Silencing of POMP gene expression by RNA interference results in a decrease of proteasomes. (a) Transfection of siRNA targeting POMP (POMPsi) silenced POMP expression in the presence or absence of IFN-γ (+/-) but not mock transfection of cells (control). GAPDH levels served as loading control (Upper). Silencing of POMP led to a strong reduction of incorporated β5 and β5i/LMP7 and immunoprecipitated 20S proteasome complexes (IP of 20S; Lower).
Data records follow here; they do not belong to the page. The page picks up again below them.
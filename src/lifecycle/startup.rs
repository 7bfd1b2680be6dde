//! Startup orchestration.
//!
//! # Responsibilities
//! - Start the metrics exporter when enabled
//! - Build the HTTP server from validated configuration
//! - Bind the listener and serve until a shutdown signal

use std::net::SocketAddr;

use thiserror::Error;
use tokio::net::TcpListener;

use crate::config::GatewayConfig;
use crate::http::{HttpServer, ServerError};
use crate::lifecycle::{Shutdown, signals};
use crate::observability::metrics;

/// Fatal startup or serve error.
#[derive(Debug, Error)]
pub enum StartupError {
    #[error("invalid metrics address `{0}`")]
    MetricsAddress(String),

    #[error(transparent)]
    Server(#[from] ServerError),

    #[error("failed to bind {address}: {source}")]
    Bind {
        address: String,
        source: std::io::Error,
    },

    #[error("server error: {0}")]
    Serve(#[from] std::io::Error),
}

/// Run the gateway front until SIGINT/SIGTERM.
pub async fn run(config: GatewayConfig) -> Result<(), StartupError> {
    if config.observability.metrics_enabled {
        let addr: SocketAddr = config
            .observability
            .metrics_address
            .parse()
            .map_err(|_| StartupError::MetricsAddress(config.observability.metrics_address.clone()))?;
        metrics::init_metrics(addr);
    }

    let bind_address = config.listener.bind_address.clone();
    let server = HttpServer::new(config)?;

    let listener = TcpListener::bind(&bind_address)
        .await
        .map_err(|source| StartupError::Bind {
            address: bind_address.clone(),
            source,
        })?;
    tracing::info!(address = %listener.local_addr()?, "Listening for connections");

    let shutdown = Shutdown::new();
    let server_shutdown = shutdown.subscribe();
    shutdown.trigger_on(signals::shutdown_signal());

    server.run(listener, server_shutdown).await?;
    Ok(())
}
GAPDH levels represent 15% input. (b) Prolonged knockdown of POMP (POMPsi) up to 48 h caused the induction of apoptosis as measured by caspase 3/7 activity in the presence (IFNg) or absence (co) of IFN-γ.(c) POMP depletion caused a decrease in MHC class I surface expression as measured by HLA class I fluorescence staining of mock (black line) or POMPsi RNA-transfected cells (gray line) after IFN-γ stimulation. Background staining with the second antibody only (2nd ab; IgG1) is shown (Left). Mean fluorescence levels are indicated as geometric (Geo) mean.